- [Task statement]: Begin with the line containing "self.view.sync();" and copy each line exactly through the last line of the entries, inclusive.

- [Provided records]:
------------------------------------------------------------

//! Shell command table.
//!
//! Each submodule contributes its entries through `definitions()`; the
//! [`CommandSet`] keeps them in help order and resolves names and aliases.

pub mod budget;
pub mod config;
pub mod settings;
pub mod snapshot;
pub mod system;

use crate::cli::core::{CommandResult, ShellContext};

pub type CommandHandler = fn(&mut ShellContext, &[&str]) -> CommandResult;

pub struct CommandEntry {
    pub name: &'static str,
    pub description: &'static str,
    pub usage: &'static str,
    pub aliases: &'static [&'static str],
    pub handler: CommandHandler,
}

impl CommandEntry {
    pub const fn new(
        name: &'static str,
        description: &'static str,
        usage: &'static str,
        handler: CommandHandler,
    ) -> Self {
        Self {
            name,
            description,
            usage,
            aliases: &[],
            handler,
        }
    }

    pub fn with_aliases(self, aliases: &'static [&'static str]) -> Self {
        Self { aliases, ..self }
    }

    fn answers_to(&self, name: &str) -> bool {
        self.name == name || self.aliases.iter().any(|alias| *alias == name)
    }
}

pub struct CommandSet {
    entries: Vec<CommandEntry>,
}

impl CommandSet {
    /// All built-in shell commands.
    pub fn builtin() -> Self {
        let entries = snapshot::definitions()
            .into_iter()
            .chain(budget::definitions())
            .chain(settings::definitions())
            .chain(config::definitions())
            .chain(system::definitions())
            .collect();
        Self { entries }
    }

    /// Looks a command up by name or alias; `name` must already be lowercase.
    pub fn get(&self, name: &str) -> Option<&CommandEntry> {
        self.entries.iter().find(|entry| entry.answers_to(name))
    }

    pub fn iter(&self) -> impl Iterator<Item = &CommandEntry> {
        self.entries.iter()
    }

    /// Primary names followed by aliases, for completion and suggestions.
    pub fn names(&self) -> impl Iterator<Item = &'static str> + '_ {
        self.entries
            .iter()
            .map(|entry| entry.name)
            .chain(self.entries.iter().flat_map(|entry| entry.aliases.iter().copied()))
    }
}
//! Command dispatch, error reporting and shared helpers for the shell.

use std::{io, path::Path};

use strsim::levenshtein;

use crate::errors::{BudgetError, CliError};
use crate::utils::snapshot_file;

use super::output;
use super::commands::CommandEntry;
pub use super::shell_context::{CliMode, ShellContext};

#[derive(Debug, Clone, Copy, PartialEq, Eq)]
pub(crate) enum LoopControl {
    Continue,
    Exit,
}

pub type CommandResult = Result<(), CommandError>;

#[derive(Debug, thiserror::Error)]
pub enum CommandError {
    #[error("No account snapshot loaded. Use `load <path>` first.")]
    SnapshotNotLoaded,
    #[error("{0}")]
    InvalidArguments(String),
    #[error(transparent)]
    Io(#[from] io::Error),
    #[error(transparent)]
    Core(#[from] BudgetError),
    #[error(transparent)]
    Dialoguer(#[from] dialoguer::Error),
    #[error("exit requested")]
    ExitRequested,
}

impl From<bufy_core::CoreError> for CommandError {
    fn from(err: bufy_core::CoreError) -> Self {
        match BudgetError::from(err) {
            BudgetError::SnapshotNotLoaded => CommandError::SnapshotNotLoaded,
            other => CommandError::Core(other),
        }
    }
}

impl From<bufy_config::ConfigError> for CommandError {
    fn from(err: bufy_config::ConfigError) -> Self {
        CommandError::Core(BudgetError::from(err))
    }
}

impl From<CommandError> for CliError {
    fn from(err: CommandError) -> Self {
        CliError::Command(err.to_string())
    }
}

impl ShellContext {
    pub(crate) fn dispatch(
        &mut self,
        command: &str,
        raw: &str,
        args: &[&str],
    ) -> Result<LoopControl, CommandError> {
        let Some(handler) = self.commands.get(command).map(|entry| entry.handler) else {
            self.suggest_command(raw);
            return Ok(LoopControl::Continue);
        };
        let outcome = match handler(self, args) {
            Ok(()) => Ok(LoopControl::Continue),
            Err(CommandError::ExitRequested) => Ok(LoopControl::Exit),
            Err(err) => Err(err),
        };
        self.flush_notifications();
        outcome
    }

    pub(crate) fn command(&self, name: &str) -> Option<&CommandEntry> {
        self.commands.get(name)
    }

    pub(crate) fn suggest_command(&self, input: &str) {
        output::warning(format!(
            "Unknown command `{}`. Type `help` to see available commands.",
            input
        ));

        let needle = input.to_lowercase();
        let best = self
            .commands
            .names()
            .map(|key| (levenshtein(key, &needle), key))
            .min_by_key(|(distance, _)| *distance);

        if let Some((distance, name)) = best {
            if distance <= 3 {
                output::info(format!("Suggestion: `{}`?", name));
            }
        }
    }

    pub(crate) fn confirm(&self, prompt: &str) -> Result<bool, CommandError> {
        if self.mode == CliMode::Script {
            return Ok(true);
        }
        dialoguer::Confirm::with_theme(&self.theme)
            .with_prompt(prompt)
            .default(false)
            .interact()
            .map_err(CommandError::from)
    }

    pub(crate) fn confirm_exit(&self) -> Result<bool, CliError> {
        self.confirm("Exit shell?").map_err(CliError::from)
    }

    pub(crate) fn report_error(&self, err: CommandError) -> Result<(), CliError> {
        match err {
            CommandError::ExitRequested => Ok(()),
            CommandError::InvalidArguments(message) => {
                output::error(&message);
                output::hint("Use `help <command>` for usage details.");
                Ok(())
            }
            CommandError::SnapshotNotLoaded => {
                output::error(CommandError::SnapshotNotLoaded);
                output::hint("Try `load account.json` to get started.");
                Ok(())
            }
            other => {
                output::error(other);
                Ok(())
            }
        }
    }

    /// Picks up store changes before a command reads the view.
    pub(crate) fn sync_view(&mut self) {
        self.view.sync();
    }

    pub(crate) fn require_snapshot(&self) -> Result<(), CommandError> {
        if self.store.is_loaded() {
            Ok(())
        } else {
            Err(CommandError::SnapshotNotLoaded)
        }
    }

    /// Loads `path` into the store, replacing whatever was there.
    pub(crate) fn load_snapshot(&mut self, path: &Path) -> CommandResult {
        match snapshot_file::load_snapshot(path)? {
            Some(snapshot) => self.store.set(snapshot),
            None => self.store.clear(),
        }
        self.snapshot_path = Some(path.to_path_buf());
        self.sync_view();
        Ok(())
    }

    pub(crate) fn persist_config(&self) -> CommandResult {
        self.config_manager.save(&self.config)?;
        Ok(())
    }

    fn flush_notifications(&mut self) {
        for notification in self.view.drain_notifications() {
            output::notification(&notification);
        }
    }
}

pub(crate) fn parse_amount(input: &str) -> Result<f64, CommandError> {
    let cleaned: String = input.chars().filter(|ch| *ch != ',').collect();
    cleaned
        .parse::<f64>()
        .ok()
        .filter(|value| value.is_finite())
        .ok_or_else(|| CommandError::InvalidArguments(format!("invalid amount `{}`", input)))
}

pub(crate) fn parse_id(input: &str) -> Result<u32, CommandError> {
    input
        .trim_start_matches('#')
        .parse::<u32>()
        .map_err(|_| CommandError::InvalidArguments(format!("invalid budget id `{}`", input)))
}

------------------------------------------------------------

- [Finished task]:
        self.view.sync();
    }

    pub(crate) fn require_snapshot(&self) -> Result<(), CommandError> {
        if self.store.is_loaded() {
            Ok(())
        } else {
            Err(CommandError::SnapshotNotLoaded)
        }
    }

    /// Loads `path` into the store, replacing whatever was there.
    pub(crate) fn load_snapshot(&mut self, path: &Path) -> CommandResult {
        match snapshot_file::load_snapshot(path)? {
            Some(snapshot) => self.store.set(snapshot),
            None => self.store.clear(),
        }
        self.snapshot_path = Some(path.to_path_buf());
        self.sync_view();
        Ok(())
    }

    pub(crate) fn persist_config(&self) -> CommandResult {
        self.config_manager.save(&self.config)?;
        Ok(())
    }

    fn flush_notifications(&mut self) {
        for notification in self.view.drain_notifications() {
            output::notification(&notification);
        }
    }
}

pub(crate) fn parse_amount(input: &str) -> Result<f64, CommandError> {
    let cleaned: String = input.chars().filter(|ch| *ch != ',').collect();
    cleaned
        .parse::<f64>()
        .ok()
        .filter(|value| value.is_finite())
        .ok_or_else(|| CommandError::InvalidArguments(format!("invalid amount `{}`", input)))
}

pub(crate) fn parse_id(input: &str) -> Result<u32, CommandError> {
    input
        .trim_start_matches('#')
        .parse::<u32>()
        .map_err(|_| CommandError::InvalidArguments(format!("invalid budget id `{}`", input)))
}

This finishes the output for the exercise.